Son livre, “Parfums tunisiens – nostalgie, recettes de Mama Tita, proverbes et dictons”, dépasse largement le cadre d’un simple ouvrage culinaire. Il s’impose comme une tentative de préserver un monde disparu : celui des rues, des synagogues, des langues, des traditions et des visages du judaïsme tunisien.

Si l’ouvrage prend la forme d’un récit culinaire et familial, il s’inscrit pleinement dans la mémoire de Yom HaShoah. Car cette journée porte aussi la mémoire des communautés juives détruites, déplacées ou profondément bouleversées, y compris en Afrique du Nord.

Dès les premières pages, le lecteur est plongé dans un univers sensoriel dense : une cuisine vivante, des odeurs d’agrumes, de cumin, de couscous, des voix qui se mêlent. Un décor qui ne raconte pas seulement une histoire, mais qui la fait presque revivre.

Naava Claudine Yardeni, crédit ; famille

Historienne de formation, spécialiste de l’immigration des Juifs de Tunisie en Israël, Yardeni mêle récit personnel et regard académique. Son livre oscille entre mémoire intime, document historique et patrimoine culinaire, porté par une même urgence : transmettre.

Publié en hébreu, en français et en anglais, l’ouvrage s’adresse autant aux générations futures qu’à la diaspora tunisienne, notamment en France et aux États-Unis. À 87 ans, l’auteure assume pleinement cette démarche : laisser une trace, une forme de testament vivant.

Au cœur du récit, une figure domine : celle de sa mère, Esther, surnommée “Tita”. Analphabète mais dotée d’une intelligence intuitive, elle incarne la transmission silencieuse, celle des gestes, des recettes et des valeurs. Une présence qui traverse chaque page. Un livre marqué aussi par l’absence. Celle d’un frère disparu dans les camps de travail, une blessure qui traverse le récit et lui donne une profondeur particulière, entre mémoire familiale et mémoire collective.

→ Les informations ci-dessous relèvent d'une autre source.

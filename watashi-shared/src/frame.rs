//! Line framing for the relay's response stream.
//!
//! Every chunk is written as `<code>:<json>\n`. Text is code `0`, errors are
//! code `3` and the terminal finish metadata is code `d`. Lines with any other
//! code are skipped by the decoder.

use crate::{FinishMetadata, StreamChunk};
use thiserror::Error;

const TEXT: &str = "0";
const ERROR: &str = "3";
const FINISH: &str = "d";

#[derive(Debug, Error)]
pub enum FrameError {
    #[error("stream line is not valid UTF-8")]
    Utf8(#[from] std::string::FromUtf8Error),
    #[error("stream line has no type prefix: {0:?}")]
    MissingPrefix(String),
    #[error("malformed payload for stream part '{code}': {source}")]
    Payload {
        code: String,
        #[source]
        source: serde_json::Error,
    },
}

impl StreamChunk {
    /// Encode as a single newline-terminated frame.
    pub fn encode(&self) -> String {
        let (code, payload) = match self {
            StreamChunk::Text(delta) => (TEXT, serde_json::Value::from(delta.as_str())),
            StreamChunk::Error(message) => (ERROR, serde_json::Value::from(message.as_str())),
            StreamChunk::Finish(meta) => (
                FINISH,
                serde_json::to_value(meta).unwrap_or(serde_json::Value::Null),
            ),
        };
        format!("{code}:{payload}\n")
    }

    /// Decode a single line (without its trailing newline). Unknown part codes
    /// yield `Ok(None)`.
    pub fn decode(line: &str) -> Result<Option<Self>, FrameError> {
        let (code, payload) = line
            .split_once(':')
            .ok_or_else(|| FrameError::MissingPrefix(line.to_string()))?;
        let payload_error = |source| FrameError::Payload {
            code: code.to_string(),
            source,
        };
        let chunk = match code {
            TEXT => StreamChunk::Text(serde_json::from_str(payload).map_err(payload_error)?),
            ERROR => StreamChunk::Error(serde_json::from_str(payload).map_err(payload_error)?),
            FINISH => StreamChunk::Finish(
                serde_json::from_str::<FinishMetadata>(payload).map_err(payload_error)?,
            ),
            _ => return Ok(None),
        };
        Ok(Some(chunk))
    }
}

/// Incremental decoder for a byte stream of frames.
///
/// Network reads can split a line, or a multi-byte character, anywhere; bytes
/// are buffered until a full line is available.
#[derive(Debug, Default)]
pub struct FrameDecoder {
    buffer: Vec<u8>,
}

impl FrameDecoder {
    pub fn new() -> Self {
        Self::default()
    }

    /// Feed bytes and return every chunk completed by them, in order.
    pub fn push(&mut self, bytes: &[u8]) -> Vec<Result<StreamChunk, FrameError>> {
        self.buffer.extend_from_slice(bytes);
        let mut chunks = Vec::new();
        while let Some(pos) = self.buffer.iter().position(|b| *b == b'\n') {
            let mut line: Vec<u8> = self.buffer.drain(..=pos).collect();
            line.pop();
            if let Some(chunk) = Self::decode_line(line).transpose() {
                chunks.push(chunk);
            }
        }
        chunks
    }

    /// Flush a trailing line that was not newline-terminated.
    pub fn finish(&mut self) -> Option<Result<StreamChunk, FrameError>> {
        let line = std::mem::take(&mut self.buffer);
        Self::decode_line(line).transpose()
    }

    fn decode_line(mut line: Vec<u8>) -> Result<Option<StreamChunk>, FrameError> {
        if line.last() == Some(&b'\r') {
            line.pop();
        }
        if line.iter().all(u8::is_ascii_whitespace) {
            return Ok(None);
        }
        let line = String::from_utf8(line)?;
        StreamChunk::decode(&line)
    }
}

#[cfg(test)]
mod tests {
    use super::*;
    use crate::{FinishReason, Usage};

    #[test]
    fn text_frames_escape_newlines_and_quotes() {
        let chunk = StreamChunk::Text("line one\nsaid \"hi\"".to_string());
        assert_eq!(chunk.encode(), "0:\"line one\\nsaid \\\"hi\\\"\"\n");
    }

    #[test]
    fn finish_frame_uses_camel_case_fields() {
        let chunk = StreamChunk::Finish(FinishMetadata {
            finish_reason: FinishReason::ContentFilter,
            usage: Some(Usage {
                prompt_tokens: 12,
                completion_tokens: 30,
            }),
        });
        assert_eq!(
            chunk.encode(),
            "d:{\"finishReason\":\"content-filter\",\"usage\":{\"promptTokens\":12,\"completionTokens\":30}}\n"
        );
    }

    #[test]
    fn decoder_reassembles_lines_split_across_reads() {
        let mut stream = String::new();
        stream.push_str(&StreamChunk::Text("Hello, ".to_string()).encode());
        stream.push_str(&StreamChunk::Text("wörld 👋".to_string()).encode());
        stream.push_str(
            &StreamChunk::Finish(FinishMetadata {
                finish_reason: FinishReason::Stop,
                usage: None,
            })
            .encode(),
        );
        let bytes = stream.as_bytes();

        // Split every 3 bytes, which cuts through both the emoji and the umlaut.
        let mut decoder = FrameDecoder::new();
        let mut chunks = Vec::new();
        for piece in bytes.chunks(3) {
            for chunk in decoder.push(piece) {
                chunks.push(chunk.unwrap());
            }
        }
        assert!(decoder.finish().is_none());
        assert_eq!(
            chunks,
            vec![
                StreamChunk::Text("Hello, ".to_string()),
                StreamChunk::Text("wörld 👋".to_string()),
                StreamChunk::Finish(FinishMetadata {
                    finish_reason: FinishReason::Stop,
                    usage: None,
                }),
            ]
        );
    }

    #[test]
    fn decoder_skips_unknown_parts_and_blank_lines() {
        let mut decoder = FrameDecoder::new();
        let chunks = decoder.push(b"f:{\"messageId\":\"m1\"}\n\n0:\"ok\"\r\n");
        assert_eq!(chunks.len(), 1);
        assert_eq!(chunks[0].as_ref().unwrap(), &StreamChunk::Text("ok".to_string()));
    }

    #[test]
    fn decoder_flushes_unterminated_tail() {
        let mut decoder = FrameDecoder::new();
        assert!(decoder.push(b"3:\"provider went away\"").is_empty());
        let tail = decoder.finish().unwrap().unwrap();
        assert_eq!(tail, StreamChunk::Error("provider went away".to_string()));
    }

    #[test]
    fn malformed_lines_are_reported_not_dropped() {
        let mut decoder = FrameDecoder::new();
        let chunks = decoder.push(b"no prefix here\n0:not-json\n");
        assert!(matches!(chunks[0], Err(FrameError::MissingPrefix(_))));
        assert!(matches!(&chunks[1], Err(FrameError::Payload { code, .. }) if code == "0"));
    }

    #[test]
    fn unfamiliar_finish_reason_decodes_as_unknown() {
        let chunk = StreamChunk::decode(r#"d:{"finishReason":"brand-new"}"#).unwrap();
        assert_eq!(
            chunk,
            Some(StreamChunk::Finish(FinishMetadata {
                finish_reason: FinishReason::Unknown,
                usage: None,
            }))
        );
    }
}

À travers des dizaines de recettes, chaque préparation devient un récit. Ici, la cuisine n’est pas seulement un savoir-faire, mais un langage. Une manière de raconter, de se souvenir, de résister à l’oubli. Dans une époque où les identités culinaires retrouvent une place centrale, “Parfums tunisiens” rappelle une évidence : la mémoire passe aussi par les saveurs. Et ce que l’on ne transmet pas finit toujours par disparaître.